What's changed from a developer point of view

The first big set of changes, visible only to developers like me interested in looking into the code for getting knowledge or customize something, is summarized below:

  1. Project moved to github at this url. This is a good choice to improve collaboration between people and collaboration is one of the key points of the OSS philosophy. Almost any project around Pentaho is housed on this platform (Kettle not yet but it seems the only one).
  2. The project organization in the source code radically changed trying to simplify the structure of the codebase (and in my opinion they get it). You can find a description about the the new project structure and role of any of the sub-projects in this article in the Pentaho wiki. 
  3. Then, as a Java architect, another interesting change. It seems they moved to IntelliJ as development platform of choice because of the presence of the IntelliJ metadata files in the source tree. I'm a user of IntelliJ (after having use Netbeans and Eclipse) so this is a switch that I liked a lot. So here at this page a detailed description about to how pull the platform project directly into IntelliJ to start working on it
Get the platform and start playing with it

What's the best way to have the new release in your hands to start trying it out? Two ways: a) get it from the pentaho ci build system or b) build it by yourself. As a developer, the second choice is the funniest and the more interesting if you, like me, want to understand how the things changes from time to time and want to be sure that everything goes correctly. Moreover the ability to prepare your own system package gives you a high degree of personalization; to do this you can find useful using CBF from Webdetails.

In this case, if you want to build it by yourself firstly you've to pull the project locally on your computer from the pentaho-platform repository on GitHub. Then the quick and dirty way to build Pentaho BA Server is to use the development ant build buildfile (dev-build.xml) given in the source tree and make a new complete development build. If intersted, you can get all of the possible targets for this ant command file by giving the following command ant -f dev_build.xml help



but I decided to follow the easy way by using the easiest command available to reach my goal. To do this go to the platform sources' root directory (we indicate that directory as <pentaho-platform-root>) and give the following command

 ant -f dev_build.xml dev-rebuild -Dsolution.dir.server=bin/stage/biserver-ce/pentaho-solutions -Dproject.revision=CE-SNAPSHOT package  

The system will remain busy building your new release; depending on your hardware it will take 10 to 15 minutes to complete and you will have it cooked rightly. The result is

  1. a packaged version of the Pentaho BA server in the <pentaho-platform-root>/assembly/dist
  2. an unpackaged version of the same in the <pentaho-platform-root>/assembly/bin/stage/biserver-ce directory that you can use immediately for development and testing purposes.

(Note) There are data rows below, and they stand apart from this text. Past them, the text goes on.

// ==========================================
// 运费对账分析工具 - 数据加载器
// ==========================================
// 职责: 整合导入流程，从文件到领域记录
// 流程: 解析 → 表头校验 → 映射（逐行，失败行跳过并记录）
// ==========================================

use crate::domain::{LoadedTable, OrderRecord, RejectedRow, ShippingRecord};
use crate::importer::error::{ImportError, ImportResult};
use crate::importer::field_mapper::{OrderFieldMapper, ShippingFieldMapper};
use crate::importer::file_parser::UniversalFileParser;
use crate::importer::importer_trait::{FieldMapper, FileParser};
use std::path::Path;
use tracing::{debug, info, instrument, warn};

// ==========================================
// DataLoader - 数据加载器
// ==========================================
pub struct DataLoader {
    file_parser: Box<dyn FileParser>,
}

impl Default for DataLoader {
    fn default() -> Self {
        Self::new(Box::new(UniversalFileParser))
    }
}

impl DataLoader {
    pub fn new(file_parser: Box<dyn FileParser>) -> Self {
        Self { file_parser }
    }

    /// 加载物流费用表（.xlsx/.xls/.csv）
    pub fn load_shipping<P: AsRef<Path>>(
        &self,
        path: P,
    ) -> ImportResult<LoadedTable<ShippingRecord>> {
        self.load(path.as_ref(), &ShippingFieldMapper)
    }

    /// 加载订单导出（.csv/.xlsx）
    pub fn load_orders<P: AsRef<Path>>(&self, path: P) -> ImportResult<LoadedTable<OrderRecord>> {
        self.load(path.as_ref(), &OrderFieldMapper)
    }

    /// 通用加载流程
    ///
    /// # 返回
    /// - Ok(LoadedTable): 成功记录 + 被跳过的行
    /// - Err: 文件级错误（文件不存在、格式不支持、缺少必需列）
    #[instrument(skip(self, path, mapper), fields(table = mapper.table_name()))]
    pub fn load<M: FieldMapper>(
        &self,
        path: &Path,
        mapper: &M,
    ) -> ImportResult<LoadedTable<M::Record>> {
        let source = path.display().to_string();
        info!(file_path = %source, "开始加载数据");

        // === 步骤 1: 解析文件 ===
        debug!("步骤 1: 解析文件");
        let raw = self.file_parser.parse_to_raw_table(path)?;
        let total_rows = raw.len();
        info!(total_rows = total_rows, "文件解析完成");

        // === 步骤 2: 表头校验 ===
        debug!("步骤 2: 表头校验");
        for column in mapper.required_columns() {
            if column.find_in(&raw.headers).is_none() {
                return Err(ImportError::MissingColumn {
                    file: source,
                    column: column.name.to_string(),
                });
            }
        }

        // === 步骤 3: 字段映射 ===
        debug!("步骤 3: 字段映射");
        let mut records = Vec::with_capacity(total_rows);
        let mut rejected = Vec::new();
        for row in &raw.rows {
            let row_number = row.row_number;
            match mapper.map_row(&row.values, row_number) {
                Ok(record) => records.push(record),
                Err(e) if e.is_row_level() => {
                    warn!(row_number = row_number, error = %e, "跳过数据行");
                    rejected.push(RejectedRow {
                        row_number,
                        reason: e.to_string(),
                    });
                }
                Err(e) => return Err(e),
            }
        }

        info!(
            accepted = records.len(),
            rejected = rejected.len(),
            "数据加载完成"
        );

        Ok(LoadedTable {
            source,
            total_rows,
            records,
            rejected,
        })
    }
}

That said, you can use the unpackaged version to easily and quickly look at the new features of the BA server.

What's changed from a user point of view

As soon as the platform opens in the browser you can see the new look. The new login screen looks really clean and minimal. I really like it! Now, remember that our old and friendly user joe is dead; if you want to login as admin you need to log in as the user Admin with password.... ah yes of course password (too difficult to remember!). In any case you can always get help by clicking with the mouse on the Login as Evaluator link to get the demo users and passwords.



As soon as you get logged in you discover a totally new user environment that I really like for its. The new environment now is based on a concept called Perspective.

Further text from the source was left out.